Broccoli – This vegetable is just one of several foods that produce gas in the body, and someone who is diagnosed with IBS is more likely to deal with pains in the abdominal region. Some people always think broccoli is fine because the fiber it provides usually cuts down on constipation. However, fiber can be enjoyed in other foods like other fruits and vegetables.
Cauliflower – Very similar to broccoli, this vegetable is another food that increases the production of gas in the body. Eating some can quickly lead to a rumbling feeling in your stomach, which is the building up of gas that will lead to a lot of pain. The best thing one can do with vegetables like broccoli and cauliflower is to steam them.
Cabbage – Folks with IBS can actually find this vegetable to be pretty dangerous because it not only leads to a buildup of gas but also several stomach pains due to inflammation. The best thing to do is avoid this food unless you plan on steaming it; just don’t eat it raw. Some have found success in cooking the vegetable to avoid IBS side effects.
Brussel’s sprouts – A smaller version of cabbage that is often enjoyed on certain holidays, this vegetable is often known for providing a good source of fiber to reduce constipation for normal people. Those with IBS can expect the same side effects as the earlier mentioned vegetables – gas, inflammation, and even intestinal distress.
Green peppers – While spicy peppers would obviously be a bad choice, bell peppers are going to lead to many problems for people with IBS that include gas-related pains, cramps, and other discomforting pain in the abdomen region. Some cases of constipation and diarrhea can be explosive at times.
Corn – While corn is known for being a great source of fiber, there is a lot of natural sugar found in these yellow kernels that can lead to pains from bloating, so people with IBS often have to eliminate all corn products and things that are highly processed (i.e. creamed corn). Some studies have found corn bran has helped as a substitute, but there’s still a risk of IBS symptoms being aggravated.
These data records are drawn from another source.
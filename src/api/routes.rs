//! Router construction.

use super::{
    AppState,
    handlers::{
        create_item, delete_item, health, list_items, list_sections, not_found, vocabulary,
    },
};
use axum::{
    Router,
    routing::{delete, get},
};
use tower_http::trace::TraceLayer;

/// Builds the application router with all pantry routes.
pub fn app_router(state: AppState) -> Router {
    Router::new()
        .route("/health", get(health))
        .route("/api/vocabulary", get(vocabulary))
        .route("/api/pantry", get(list_items).post(create_item))
        .route("/api/pantry/sections", get(list_sections))
        .route("/api/pantry/:id", delete(delete_item))
        .fallback(not_found)
        .layer(TraceLayer::new_for_http())
        .with_state(state)
}
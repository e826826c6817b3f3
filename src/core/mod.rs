//! Core business logic - framework-agnostic pantry operations.
//!
//! Nothing in here knows about HTTP. The API layer resolves the caller, then calls into
//! [`service`], which validates and delegates to [`store`]. [`ordering`] is pure and works on
//! whatever the store returned.

/// Caller identity and the authenticator boundary
pub mod auth;
/// Display partitioning and sorting
pub mod ordering;
/// Request validation and ownership checks
pub mod service;
/// Owner-scoped persistence of pantry items
pub mod store;
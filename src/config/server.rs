//! HTTP server settings read from the environment.

use crate::errors::{Error, Result};
use std::net::SocketAddr;

const DEFAULT_BIND_ADDRESS: &str = "127.0.0.1:3000";

/// Gets the listen address from `BIND_ADDRESS`, defaulting to `127.0.0.1:3000`.
///
/// # Errors
/// Returns [`Error::Config`] when the variable is set but is not a socket address.
pub fn get_bind_address() -> Result<SocketAddr> {
    let raw = std::env::var("BIND_ADDRESS").unwrap_or_else(|_| DEFAULT_BIND_ADDRESS.to_string());
    parse_bind_address(&raw)
}

fn parse_bind_address(raw: &str) -> Result<SocketAddr> {
    raw.trim().parse().map_err(|e| Error::Config {
        message: format!("Invalid BIND_ADDRESS '{raw}': {e}"),
    })
}
//! Crawl task scheduling
//!
//! This module contains the frontier and its dispatch policy:
//! - Task records, identifiers and priorities
//! - A dual queue (FIFO for NORMAL work, a heap for HIGH and LOW)
//! - Per-domain politeness delays
//! - Retry backoff after transient failures
//! - The [`Scheduler`] facade tying them together behind one lock

mod backoff;
mod coordinator;
mod queue;
mod rate_limiter;
mod store;
mod task;

pub use backoff::RetryBackoff;
pub use coordinator::{Completion, FailureOutcome, Rejection, Scheduler};
pub use rate_limiter::RateLimiter;
pub use task::{Priority, Task, TaskId, TaskMetadata};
Beans – They’re often considered the musical fruit, but they also provide many of the same pains and discomforts associated with coniferous vegetables like broccoli and cauliflower where people with IBS will suffer from the typical gas-related symptoms. This can be a difficult food to drop because of the proteins and fiber that various beans have that are valuable for the body.
Lentils – Similar to beans, this type of legume is going to be very hard for a person with IBS to digest because of the gas it will produce in the stomach region. Many of the side effects will also include bloating and will have to be avoided like many other legumes and coniferous vegetables.
Butter – People with IBS are not going to be able to simply enjoy foods that utilize butter in the recipes, such as many baked goods. Using butter in cooking can lead to many of the symptoms like inflammation and stomach cramps, especially when one likes to melt butter on vegetables like broccoli. It’s best to use things like coconut oil as a butter substitute.
Cheese – Pretty much anything dairy is going to lead to IBS symptoms, especially fresh and cream-based cheeses like mascarpone, which lead to severe gas and cramps. There are some cheeses that are okay for those with IBS, especially harder cheeses like Swiss. For the most part, it’s best to not overindulge on a lot of milk-based products.